_Input_

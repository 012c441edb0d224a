#![allow(dead_code)]

use std::sync::atomic::{AtomicBool, AtomicUsize, Ordering};

use chrono::{Duration, NaiveDate};
use migration::{Migrator, MigratorTrait};
use sea_orm::{ConnectOptions, Database, DatabaseConnection};
use serde_json::json;
use uuid::Uuid;

use agrimarket_backend::db::{commerce as commerce_db, users as user_db};
use agrimarket_backend::gateway::{
    GatewayError, PaymentGateway, SessionRequest, SessionResponse, signature,
};
use agrimarket_backend::models::projects::{CreateProject, PaymentType};
use agrimarket_backend::models::users::{self, Roles};
use agrimarket_backend::models::{invoices, products};
use agrimarket_backend::money::Money;
use agrimarket_backend::services::contracts::ContractEngine;
use agrimarket_backend::services::invoices::{InvoiceEngine, InvoicePolicy};
use agrimarket_backend::services::payments::PaymentOrchestrator;

pub const SERVER_KEY: &str = "SB-Mid-server-test-key";

/// A single pooled connection keeps the in-memory database alive and
/// serializes transactions the way row locks would.
pub async fn setup_db() -> DatabaseConnection {
    let mut options = ConnectOptions::new("sqlite::memory:".to_string());
    options.max_connections(1).sqlx_logging(false);

    let db = Database::connect(options)
        .await
        .expect("Failed to open in-memory database");
    Migrator::up(&db, None)
        .await
        .expect("Failed to run migrations");
    db
}

/// Records how often a session was requested; can be switched to fail.
#[derive(Default)]
pub struct FakeGateway {
    sessions: AtomicUsize,
    failing: AtomicBool,
}

impl FakeGateway {
    pub fn sessions(&self) -> usize {
        self.sessions.load(Ordering::SeqCst)
    }

    pub fn set_failing(&self, failing: bool) {
        self.failing.store(failing, Ordering::SeqCst);
    }
}

impl PaymentGateway for FakeGateway {
    async fn create_session(
        &self,
        request: &SessionRequest,
    ) -> Result<SessionResponse, GatewayError> {
        if self.failing.load(Ordering::SeqCst) {
            return Err(GatewayError::Timeout);
        }
        self.sessions.fetch_add(1, Ordering::SeqCst);
        Ok(SessionResponse {
            token: format!("snap-{}", request.order_id),
            redirect_url: format!("https://pay.test/{}", request.order_id),
        })
    }

    fn server_key(&self) -> &str {
        SERVER_KEY
    }
}

pub fn policy() -> InvoicePolicy {
    InvoicePolicy {
        fee_bps: 500,
        timeout: Duration::hours(48),
    }
}

pub struct Engines {
    pub invoices: InvoiceEngine,
    pub contracts: ContractEngine,
    pub payments: PaymentOrchestrator<FakeGateway>,
}

pub fn engines() -> Engines {
    let invoices = InvoiceEngine::new(policy());
    Engines {
        contracts: ContractEngine::new(invoices.clone()),
        payments: PaymentOrchestrator::new(FakeGateway::default(), invoices.clone()),
        invoices,
    }
}

pub async fn seed_user(db: &DatabaseConnection, name: &str, role: Roles) -> users::Model {
    let email = format!("{}-{}@agri.test", name.to_lowercase(), Uuid::new_v4().simple());
    user_db::insert_user(db, &email, name, role)
        .await
        .expect("Failed to seed user")
}

pub async fn seed_product(
    db: &DatabaseConnection,
    farmer_id: Uuid,
    name: &str,
    price_major: i64,
    stock: i32,
) -> products::Model {
    commerce_db::insert_product(db, farmer_id, name, Money::from_major(price_major), stock)
        .await
        .expect("Failed to seed product")
}

pub async fn add_to_cart(db: &DatabaseConnection, user_id: Uuid, product_id: Uuid, qty: i32) {
    commerce_db::insert_cart_item(db, user_id, product_id, qty)
        .await
        .expect("Failed to seed cart item");
}

pub fn date(month: u32, day: u32) -> NaiveDate {
    NaiveDate::from_ymd_opt(2025, month, day).unwrap()
}

/// Two workers, 100 000 per day, 1–3 June.
pub fn harvest_project(workers_needed: i32) -> CreateProject {
    CreateProject {
        title: "Rice harvest".to_string(),
        description: "Cut and bundle two paddies".to_string(),
        location: "Karawang".to_string(),
        workers_needed,
        start_date: date(6, 1),
        end_date: date(6, 3),
        payment_type: PaymentType::PerDay,
        payment_rate: Money::from_major(100_000),
    }
}

/// Callback body as the gateway would send it, signed with [`SERVER_KEY`].
pub fn signed_callback(order_id: &str, transaction_status: &str, gross_amount: &str) -> String {
    let sig = signature::sign(order_id, "200", gross_amount, SERVER_KEY);
    json!({
        "order_id": order_id,
        "transaction_status": transaction_status,
        "fraud_status": "accept",
        "payment_type": "bank_transfer",
        "status_code": "200",
        "gross_amount": gross_amount,
        "signature_key": sig,
        "transaction_id": format!("tx-{order_id}"),
    })
    .to_string()
}

/// `settlement` for the full total of an invoice.
pub fn settlement_for(invoice: &invoices::Model) -> String {
    signed_callback(
        &invoice.id.to_string(),
        "settlement",
        &gross(invoice.total_amount),
    )
}

/// Gross amount the way the gateway echoes it: integer minor units plus `.00`.
pub fn gross(amount: Money) -> String {
    format!("{}.00", amount.minor())
}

_Problem_
Copy out the lines above exactly, beginning at the one that contains "let db = Database::connect(options)" and ending at the one that contains "pub struct Engines".

_Output for this task_
    let db = Database::connect(options)
        .await
        .expect("Failed to open in-memory database");
    Migrator::up(&db, None)
        .await
        .expect("Failed to run migrations");
    db
}

/// Records how often a session was requested; can be switched to fail.
#[derive(Default)]
pub struct FakeGateway {
    sessions: AtomicUsize,
    failing: AtomicBool,
}

impl FakeGateway {
    pub fn sessions(&self) -> usize {
        self.sessions.load(Ordering::SeqCst)
    }

    pub fn set_failing(&self, failing: bool) {
        self.failing.store(failing, Ordering::SeqCst);
    }
}

impl PaymentGateway for FakeGateway {
    async fn create_session(
        &self,
        request: &SessionRequest,
    ) -> Result<SessionResponse, GatewayError> {
        if self.failing.load(Ordering::SeqCst) {
            return Err(GatewayError::Timeout);
        }
        self.sessions.fetch_add(1, Ordering::SeqCst);
        Ok(SessionResponse {
            token: format!("snap-{}", request.order_id),
            redirect_url: format!("https://pay.test/{}", request.order_id),
        })
    }

    fn server_key(&self) -> &str {
        SERVER_KEY
    }
}

pub fn policy() -> InvoicePolicy {
    InvoicePolicy {
        fee_bps: 500,
        timeout: Duration::hours(48),
    }
}

pub struct Engines {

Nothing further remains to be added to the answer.